Features
Mandy Cops It From All Sides
Business secretary Lord Mandelson’s plans to disconnect Internet users who persist in illegally downloading music and films has won favour with the British Phonographic Industry, but he’s catching flak from a broad alliance of service providers, musicians, songwriters and producers.
Ian Livingston of British Telecom, Charles Dunstone, of Carphone Warehouse – which owns TalkTalk – and Tom Alexander of Orange say the vast majority of customers do not share files illegally, and blameless customers would suffer under the proposals.

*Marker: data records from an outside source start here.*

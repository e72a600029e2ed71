use std::collections::HashMap;
use std::path::{Path, PathBuf};
use std::sync::Arc;
use std::time::Duration;

use crate::artifacts::ArtifactsView;
use crate::error::Result;
use crate::logger::SegmentLogger;
use crate::process::{ProcessResult, ProcessRunner};

/// The per-segment handle passed to `execute`. Created by the scheduler at
/// dispatch time and released after the body returns (`spec.md` §3
/// "Lifecycles"). Cheaply `Clone`-able since every field is an `Arc`/owned
/// value that can be shared across the segment's own task without
/// re-creating the logger or registry view.
#[derive(Clone)]
pub struct ExecutionContext {
    pub segment_name: String,
    workspace: PathBuf,
    env: Arc<HashMap<String, String>>,
    logger: Arc<SegmentLogger>,
    artifacts: ArtifactsView,
}

impl ExecutionContext {
    pub fn new(
        segment_name: impl Into<String>,
        workspace: PathBuf,
        env: Arc<HashMap<String, String>>,
        logger: Arc<SegmentLogger>,
        artifacts: ArtifactsView,
    ) -> Self {
        Self {
            segment_name: segment_name.into(),
            workspace,
            env,
            logger,
            artifacts,
        }
    }

    pub fn workspace(&self) -> &Path {
        &self.workspace
    }

    pub fn env(&self, name: &str) -> Option<String> {
        self.env.get(name).cloned().or_else(|| std::env::var(name).ok())
    }

    pub fn logger(&self) -> &SegmentLogger {
        &self.logger
    }

    pub fn artifacts(&self) -> &ArtifactsView {
        &self.artifacts
    }

    /// Runs `cmd args...` in the workspace; raises on non-zero exit.
    pub async fn exec(&self, cmd: &str, args: &[String]) -> Result<ProcessResult> {
        self.exec_with_timeout(cmd, args, None).await
    }

    pub async fn exec_with_timeout(
        &self,
        cmd: &str,
        args: &[String],
        timeout: Option<Duration>,
    ) -> Result<ProcessResult> {
        self.logger.log_command_start(&Self::render(cmd, args));
        let start = std::time::Instant::now();
        let result = ProcessRunner::execute(cmd, args, &self.workspace, &self.env, timeout).await;
        let elapsed_ms = start.elapsed().as_millis() as u64;
        match &result {
            Ok(ok) => self
                .logger
                .log_command_complete(&Self::render(cmd, args), ok.exit_code, elapsed_ms),
            Err(crate::error::KiteError::ProcessExecutionError { exit_code, .. }) => self
                .logger
                .log_command_complete(&Self::render(cmd, args), *exit_code, elapsed_ms),
            Err(_) => {}
        }
        result
    }

    /// As `exec`, but returns `None` on any failure instead of raising.
    pub async fn exec_or_null(&self, cmd: &str, args: &[String]) -> Option<ProcessResult> {
        self.exec(cmd, args).await.ok()
    }

    /// Runs `line` through the platform shell.
    pub async fn shell(&self, line: &str) -> Result<ProcessResult> {
        self.logger.log_command_start(&format!("$ {line}"));
        let start = std::time::Instant::now();
        let result = ProcessRunner::shell(line, &self.workspace, &self.env, None).await;
        let elapsed_ms = start.elapsed().as_millis() as u64;
        match &result {
            Ok(ok) => self.logger.log_command_complete(line, ok.exit_code, elapsed_ms),
            Err(crate::error::KiteError::ProcessExecutionError { exit_code, .. }) => {
                self.logger.log_command_complete(line, *exit_code, elapsed_ms)
            }
            Err(_) => {}
        }
        result
    }

    fn render(cmd: &str, args: &[String]) -> String {
        if args.is_empty() {
            cmd.to_string()
        } else {
            format!("{} {}", cmd, args.join(" "))
        }
    }
}

#[cfg(test)]
mod tests {
    use super::*;
    use crate::logger::SegmentLogger;

    fn test_context(dir: &Path) -> ExecutionContext {
        let logger = Arc::new(SegmentLogger::new(&dir.join(".kite/logs"), "demo", None).unwrap());
        ExecutionContext::new(
            "demo",
            dir.to_path_buf(),
            Arc::new(HashMap::new()),
            logger,
            ArtifactsView::default(),
        )
    }

    #[tokio::test]
    async fn test_exec_runs_in_workspace_directory() {
        let dir = tempfile::tempdir().unwrap();
        let ctx = test_context(dir.path());

        let result = ctx.shell("pwd").await.unwrap();
        assert!(result.output.trim().ends_with(
            dir.path()
                .file_name()
                .unwrap()
                .to_str()
                .unwrap()
        ));
    }

    #[tokio::test]
    async fn test_env_reads_overlay_first() {
        let dir = tempfile::tempdir().unwrap();
        let logger = Arc::new(SegmentLogger::new(&dir.path().join(".kite/logs"), "demo", None).unwrap());
        let mut env = HashMap::new();
        env.insert("KITE_DEMO_VAR".to_string(), "overlaid".to_string());
        let ctx = ExecutionContext::new(
            "demo",
            dir.path().to_path_buf(),
            Arc::new(env),
            logger,
            ArtifactsView::default(),
        );

        assert_eq!(ctx.env("KITE_DEMO_VAR"), Some("overlaid".to_string()));
        assert_eq!(ctx.env("KITE_DEFINITELY_UNSET_VAR"), None);
    }
}
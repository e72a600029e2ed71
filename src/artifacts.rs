use std::collections::{HashMap, HashSet};
use std::path::PathBuf;

use dashmap::DashMap;

use crate::error::{KiteError, Result};

/// An artifact entry as declared by its producer: the path it promised,
/// plus the name of the segment that produced it — needed so `view_for`
/// can verify the producer is actually an ancestor of the consumer before
/// handing back a path (`spec.md` §3: "some already-successful *upstream*
/// segment has declared that artifact as an output").
struct Entry {
    producer: String,
    path: PathBuf,
}

/// Records artifact name -> filesystem path pairs produced by segments and
/// exposes a read-only view to consumers. Backed by `dashmap::DashMap`
/// (lock-free concurrent map) so many segment tasks can declare and read
/// entries without contending on a single mutex — the same choice the
/// teacher makes for its reverse-dependency index in `dependency_graph.rs`.
#[derive(Default)]
pub struct ArtifactsRegistry {
    entries: DashMap<String, Entry>,
}

impl ArtifactsRegistry {
    pub fn new() -> Self {
        Self::default()
    }

    /// Called after the producing segment's SUCCESS. Idempotent for
    /// identical `(name, path)` from the same producer; fails with
    /// `ArtifactCollision` on a second declaration with a different path.
    pub fn declare_output(&self, producer: &str, artifact_name: &str, path: PathBuf) -> Result<()> {
        match self.entries.get(artifact_name) {
            Some(existing) if existing.path == path => Ok(()),
            Some(existing) => Err(KiteError::ArtifactCollision {
                name: artifact_name.to_string(),
                existing: existing.path.display().to_string(),
                attempted: path.display().to_string(),
            }),
            None => {
                self.entries.insert(
                    artifact_name.to_string(),
                    Entry {
                        producer: producer.to_string(),
                        path,
                    },
                );
                Ok(())
            }
        }
    }

    pub fn get(&self, artifact_name: &str) -> Option<PathBuf> {
        self.entries.get(artifact_name).map(|entry| entry.path.clone())
    }

    /// Builds a consumer-facing snapshot restricted to `inputs`, resolved
    /// against `workspace`. An artifact is included only if it was
    /// declared, its producer completed SUCCESS, AND that producer is a
    /// member of `ancestors` — the consumer's transitive `dependsOn` set.
    /// Without the ancestor check, two unrelated segments that happen to
    /// share an artifact name would leak a path across segments with no
    /// dependency edge between them.
    pub fn view_for(
        &self,
        inputs: &HashSet<String>,
        ancestors: &HashSet<String>,
        workspace: &std::path::Path,
    ) -> ArtifactsView {
        let mut snapshot = HashMap::with_capacity(inputs.len());
        for name in inputs {
            if let Some(entry) = self.entries.get(name) {
                if !ancestors.contains(&entry.producer) {
                    continue;
                }
                let path = entry.path.clone();
                let resolved = if path.is_absolute() {
                    path
                } else {
                    workspace.join(path)
                };
                snapshot.insert(name.clone(), resolved);
            }
        }
        ArtifactsView { snapshot }
    }
}

/// The read-only, per-segment view over the artifacts a consumer declared
/// as `inputs`. Paths are resolved against the ride's workspace root;
/// consumers should treat them as read-only.
#[derive(Debug, Clone, Default)]
pub struct ArtifactsView {
    snapshot: HashMap<String, PathBuf>,
}

impl ArtifactsView {
    pub fn get(&self, artifact_name: &str) -> Option<PathBuf> {
        self.snapshot.get(artifact_name).cloned()
    }
}
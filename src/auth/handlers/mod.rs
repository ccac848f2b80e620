//! Authentication Handlers Module
//!
//! HTTP handlers for the account endpoints.
//!
//! - **`register`** - POST /api/v1/user - create an account
//! - **`login`** - POST /api/v1/login - exchange credentials for a token
//! - **`current_user`** - GET /api/v1/current-user - whoami for a token
//!
//! # Authentication Flow
//!
//! 1. **Register**: name/phone/email/password → account created (201)
//! 2. **Login**: email/password → `{access_token, token_type}` (200)
//! 3. **Current user**: bearer token → account details (200)
//!
//! Invalid credentials and unusable tokens both come back as 401 with no
//! hint about which part failed.

/// Request and response types
pub mod types;

/// Registration handler
pub mod register;

/// Login handler
pub mod login;

/// Current user handler
pub mod me;

// Re-export commonly used types
pub use types::{CreateUserRequest, LoginRequest, TokenResponse, UserResponse};

// Re-export handlers
pub use login::login;
pub use me::current_user;
pub use register::register;
//! Route Configuration Module
//!
//! HTTP route wiring for the server.
//!
//! - **`api_routes`** - the `/api/v1` route table and public/protected split
//! - **`router`** - final assembly: fallback, tracing, CORS, state

/// API endpoint route table
pub mod api_routes;

/// Main router creation
pub mod router;

// Re-export commonly used functions
pub use router::create_router;
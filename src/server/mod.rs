//! Server Module
//!
//! Everything needed to stand the HTTP server up, short of the routes
//! themselves.
//!
//! - **`config`** - environment configuration loading and validation
//! - **`state`** - `AppState` and `FromRef` implementations
//! - **`init`** - pool creation, migrations, app assembly
//!
//! # Initialization Flow
//!
//! 1. `AppConfig::from_env()` reads and validates the environment
//! 2. `create_app(config)` opens the pool, migrates, builds the router
//! 3. `main` binds the listener and serves

/// Server configuration loading
pub mod config;

/// Server initialization
pub mod init;

/// Application state management
pub mod state;

// Re-export commonly used types
pub use config::AppConfig;
pub use init::create_app;
pub use state::AppState;
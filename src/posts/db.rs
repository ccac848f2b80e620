//! Database operations for posts
//!
//! The post store: CRUD on the `posts` table plus the ownership rules.
//! Update and delete verify the requester owns the post and fail with
//! `NotFound` before `Forbidden`, so a caller cannot distinguish "someone
//! else's post" from "no post" only when the post truly does not exist.

use chrono::{DateTime, Utc};
use sqlx::{Row, SqlitePool};
use uuid::Uuid;

use crate::auth::users::User;
use crate::error::ApiError;

/// Post row as stored in the database
#[derive(Debug, Clone, sqlx::FromRow)]
pub struct Post {
    /// Unique post ID
    pub id: Uuid,
    /// Owning user's ID
    pub user_id: Uuid,
    /// Post title
    pub title: String,
    /// Post body
    pub description: String,
    /// Created at timestamp
    pub created_at: DateTime<Utc>,
    /// Last modified timestamp
    pub updated_at: DateTime<Utc>,
}

/// Create a new post owned by `owner_id`
pub async fn create_post(
    pool: &SqlitePool,
    owner_id: Uuid,
    title: &str,
    description: &str,
) -> Result<Post, sqlx::Error> {
    let id = Uuid::new_v4();
    let now = Utc::now();

    sqlx::query(
        r#"
        INSERT INTO posts (id, user_id, title, description, created_at, updated_at)
        VALUES ($1, $2, $3, $4, $5, $6)
        "#,
    )
    .bind(id)
    .bind(owner_id)
    .bind(title)
    .bind(description)
    .bind(now)
    .bind(now)
    .execute(pool)
    .await?;

    Ok(Post {
        id,
        user_id: owner_id,
        title: title.to_string(),
        description: description.to_string(),
        created_at: now,
        updated_at: now,
    })
}

/// Get a post by ID
pub async fn get_post(pool: &SqlitePool, post_id: Uuid) -> Result<Option<Post>, sqlx::Error> {
    let post = sqlx::query_as::<_, Post>(
        r#"
        SELECT id, user_id, title, description, created_at, updated_at
        FROM posts
        WHERE id = $1
        "#,
    )
    .bind(post_id)
    .fetch_optional(pool)
    .await?;

    Ok(post)
}

/// Get a post by ID together with its owner
pub async fn get_post_with_owner(
    pool: &SqlitePool,
    post_id: Uuid,
) -> Result<Option<(Post, User)>, sqlx::Error> {
    let row = sqlx::query(
        r#"
        SELECT p.id, p.user_id, p.title, p.description, p.created_at, p.updated_at,
               u.name AS owner_name, u.phone AS owner_phone, u.email AS owner_email,
               u.password_hash AS owner_password_hash, u.created_at AS owner_created_at
        FROM posts p
        JOIN users u ON u.id = p.user_id
        WHERE p.id = $1
        "#,
    )
    .bind(post_id)
    .fetch_optional(pool)
    .await?;

    Ok(row.map(|row| post_with_owner_from_row(&row)))
}

/// List every post with its owner, oldest first
pub async fn list_posts_with_owners(pool: &SqlitePool) -> Result<Vec<(Post, User)>, sqlx::Error> {
    let rows = sqlx::query(
        r#"
        SELECT p.id, p.user_id, p.title, p.description, p.created_at, p.updated_at,
               u.name AS owner_name, u.phone AS owner_phone, u.email AS owner_email,
               u.password_hash AS owner_password_hash, u.created_at AS owner_created_at
        FROM posts p
        JOIN users u ON u.id = p.user_id
        ORDER BY p.created_at ASC
        "#,
    )
    .fetch_all(pool)
    .await?;

    Ok(rows
        .iter()
        .map(post_with_owner_from_row)
        .collect())
}

/// List a single user's posts, oldest first
pub async fn list_posts_by_user(
    pool: &SqlitePool,
    user_id: Uuid,
) -> Result<Vec<Post>, sqlx::Error> {
    let posts = sqlx::query_as::<_, Post>(
        r#"
        SELECT id, user_id, title, description, created_at, updated_at
        FROM posts
        WHERE user_id = $1
        ORDER BY created_at ASC
        "#,
    )
    .bind(user_id)
    .fetch_all(pool)
    .await?;

    Ok(posts)
}

/// Replace a post's title and description
///
/// Only the owner may update. `updated_at` moves, `created_at` does not.
pub async fn update_post(
    pool: &SqlitePool,
    post_id: Uuid,
    requester_id: Uuid,
    title: &str,
    description: &str,
) -> Result<Post, ApiError> {
    let post = get_post(pool, post_id)
        .await?
        .ok_or(ApiError::NotFound("Post"))?;

    if post.user_id != requester_id {
        return Err(ApiError::forbidden(
            "You are not authorized to update this post",
        ));
    }

    let now = Utc::now();

    sqlx::query(
        r#"
        UPDATE posts
        SET title = $1, description = $2, updated_at = $3
        WHERE id = $4
        "#,
    )
    .bind(title)
    .bind(description)
    .bind(now)
    .bind(post_id)
    .execute(pool)
    .await
    .map_err(ApiError::from)?;

    Ok(Post {
        title: title.to_string(),
        description: description.to_string(),
        updated_at: now,
        ..post
    })
}

/// Delete a post
///
/// Only the owner may delete.
pub async fn delete_post(
    pool: &SqlitePool,
    post_id: Uuid,
    requester_id: Uuid,
) -> Result<(), ApiError> {
    let post = get_post(pool, post_id)
        .await?
        .ok_or(ApiError::NotFound("Post"))?;

    if post.user_id != requester_id {
        return Err(ApiError::forbidden(
            "You are not authorized to delete this post",
        ));
    }

    sqlx::query("DELETE FROM posts WHERE id = $1")
        .bind(post_id)
        .execute(pool)
        .await
        .map_err(ApiError::from)?;

    Ok(())
}

fn post_with_owner_from_row(row: &sqlx::sqlite::SqliteRow) -> (Post, User) {
    let post = Post {
        id: row.get("id"),
        user_id: row.get("user_id"),
        title: row.get("title"),
        description: row.get("description"),
        created_at: row.get("created_at"),
        updated_at: row.get("updated_at"),
    };
    let owner = User {
        id: post.user_id,
        name: row.get("owner_name"),
        phone: row.get("owner_phone"),
        email: row.get("owner_email"),
        password_hash: row.get("owner_password_hash"),
        created_at: row.get("owner_created_at"),
    };
    (post, owner)
}

#[cfg(test)]
mod tests {
    use super::*;
    use crate::auth::users::{create_user, NewUser};
    use sqlx::sqlite::SqlitePoolOptions;

    async fn test_pool() -> SqlitePool {
        let pool = SqlitePoolOptions::new()
            .max_connections(1)
            .connect("sqlite::memory:")
            .await
            .unwrap();
        sqlx::migrate!().run(&pool).await.unwrap();
        pool
    }

    async fn seed_user(pool: &SqlitePool, email: &str) -> User {
        create_user(
            pool,
            NewUser {
                name: format!("Owner of {}", email),
                phone: "1234567890".to_string(),
                email: email.to_string(),
                password: "pw1".to_string(),
            },
        )
        .await
        .unwrap()
    }

    #[tokio::test]
    async fn test_create_and_get_post() {
        let pool = test_pool().await;
        let owner = seed_user(&pool, "owner@example.com").await;

        let created = create_post(&pool, owner.id, "First", "Hello").await.unwrap();
        assert_eq!(created.user_id, owner.id);
        assert_eq!(created.created_at, created.updated_at);

        let fetched = get_post(&pool, created.id).await.unwrap().unwrap();
        assert_eq!(fetched.title, "First");
        assert_eq!(fetched.description, "Hello");
    }

    #[tokio::test]
    async fn test_get_post_with_owner() {
        let pool = test_pool().await;
        let owner = seed_user(&pool, "owner@example.com").await;
        let created = create_post(&pool, owner.id, "Mine", "Body").await.unwrap();

        let (post, user) = get_post_with_owner(&pool, created.id)
            .await
            .unwrap()
            .unwrap();
        assert_eq!(post.id, created.id);
        assert_eq!(user.id, owner.id);
        assert_eq!(user.email, "owner@example.com");
    }

    #[tokio::test]
    async fn test_get_missing_post() {
        let pool = test_pool().await;
        assert!(get_post(&pool, Uuid::new_v4()).await.unwrap().is_none());
        assert!(get_post_with_owner(&pool, Uuid::new_v4())
            .await
            .unwrap()
            .is_none());
    }

    #[tokio::test]
    async fn test_listing_preserves_insertion_order() {
        let pool = test_pool().await;
        let owner = seed_user(&pool, "owner@example.com").await;

        let first = create_post(&pool, owner.id, "one", "1").await.unwrap();
        let second = create_post(&pool, owner.id, "two", "2").await.unwrap();
        let third = create_post(&pool, owner.id, "three", "3").await.unwrap();

        let all = list_posts_with_owners(&pool).await.unwrap();
        let ids: Vec<Uuid> = all.iter().map(|(p, _)| p.id).collect();
        assert_eq!(ids, vec![first.id, second.id, third.id]);
    }

    #[tokio::test]
    async fn test_list_posts_by_user_filters_owner() {
        let pool = test_pool().await;
        let alice = seed_user(&pool, "alice@example.com").await;
        let bob = seed_user(&pool, "bob@example.com").await;

        create_post(&pool, alice.id, "a1", "").await.unwrap();
        create_post(&pool, bob.id, "b1", "").await.unwrap();
        create_post(&pool, alice.id, "a2", "").await.unwrap();

        let alices = list_posts_by_user(&pool, alice.id).await.unwrap();
        let titles: Vec<&str> = alices.iter().map(|p| p.title.as_str()).collect();
        assert_eq!(titles, vec!["a1", "a2"]);
    }

    #[tokio::test]
    async fn test_update_post_by_owner() {
        let pool = test_pool().await;
        let owner = seed_user(&pool, "owner@example.com").await;
        let created = create_post(&pool, owner.id, "Old", "old body").await.unwrap();

        let updated = update_post(&pool, created.id, owner.id, "New", "new body")
            .await
            .unwrap();
        assert_eq!(updated.title, "New");
        assert_eq!(updated.created_at, created.created_at);
        assert!(updated.updated_at >= created.updated_at);

        let fetched = get_post(&pool, created.id).await.unwrap().unwrap();
        assert_eq!(fetched.description, "new body");
    }

    #[tokio::test]
    async fn test_update_post_by_non_owner() {
        let pool = test_pool().await;
        let owner = seed_user(&pool, "owner@example.com").await;
        let intruder = seed_user(&pool, "intruder@example.com").await;
        let created = create_post(&pool, owner.id, "Mine", "").await.unwrap();

        let result = update_post(&pool, created.id, intruder.id, "Stolen", "").await;
        assert!(matches!(result, Err(ApiError::Forbidden(_))));

        // Unchanged
        let fetched = get_post(&pool, created.id).await.unwrap().unwrap();
        assert_eq!(fetched.title, "Mine");
    }

    #[tokio::test]
    async fn test_update_missing_post() {
        let pool = test_pool().await;
        let owner = seed_user(&pool, "owner@example.com").await;

        let result = update_post(&pool, Uuid::new_v4(), owner.id, "x", "y").await;
        assert!(matches!(result, Err(ApiError::NotFound("Post"))));
    }

    #[tokio::test]
    async fn test_delete_post_by_owner() {
        let pool = test_pool().await;
        let owner = seed_user(&pool, "owner@example.com").await;
        let created = create_post(&pool, owner.id, "Doomed", "").await.unwrap();

        delete_post(&pool, created.id, owner.id).await.unwrap();
        assert!(get_post(&pool, created.id).await.unwrap().is_none());
    }

    #[tokio::test]
    async fn test_delete_post_by_non_owner() {
        let pool = test_pool().await;
        let owner = seed_user(&pool, "owner@example.com").await;
        let intruder = seed_user(&pool, "intruder@example.com").await;
        let created = create_post(&pool, owner.id, "Mine", "").await.unwrap();

        let result = delete_post(&pool, created.id, intruder.id).await;
        assert!(matches!(result, Err(ApiError::Forbidden(_))));
        assert!(get_post(&pool, created.id).await.unwrap().is_some());
    }

    #[tokio::test]
    async fn test_delete_missing_post() {
        let pool = test_pool().await;
        let owner = seed_user(&pool, "owner@example.com").await;

        let result = delete_post(&pool, Uuid::new_v4(), owner.id).await;
        assert!(matches!(result, Err(ApiError::NotFound("Post"))));
    }
}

“We must avoid an extrajudicial kangaroo court process,” they wrote in a letter to the Times. BT, TalkTalk and Orange have approximately 10 million customers.
The letter also rejects the idea that the ISPs should bear the cost of the creative sector’s fight against piracy because the vast majority of consumers do not share files illegally.
The letter has also been signed by consumer rights organisation including Open Rights Group, Consumer Focus, and Which?
Virgin Media, which has not signed the letter, has adopted a “persuasion, not coercion” approach to combating Internet piracy, arguing that Internet users will stop downloading content illegally if an appealing, legal service is available.
The Featured Artists Coalition, the British Academy of Songwriters, Composers and Authors and the Music Producers Guild have also opposed the decision to reintroduce the threat of Internet disconnection.
Various politicians have suggested Lord Mandelson, nicknamed Mandy by the U.K. media, has been influenced to return to the idea of disconnecting serial illegal file-sharers by high-profile entertainment execs including Hollywood mogul David Geffen and Universal Music Group International chairman and chief exec Lucian Grainge.
The idea of disconnecting illegal file-sharers had already been ruled out in the Labour government’s Digital Britain report published in June, which went no further than recommending serial offenders have their Internet speed restricted to make it more difficult for them to download files.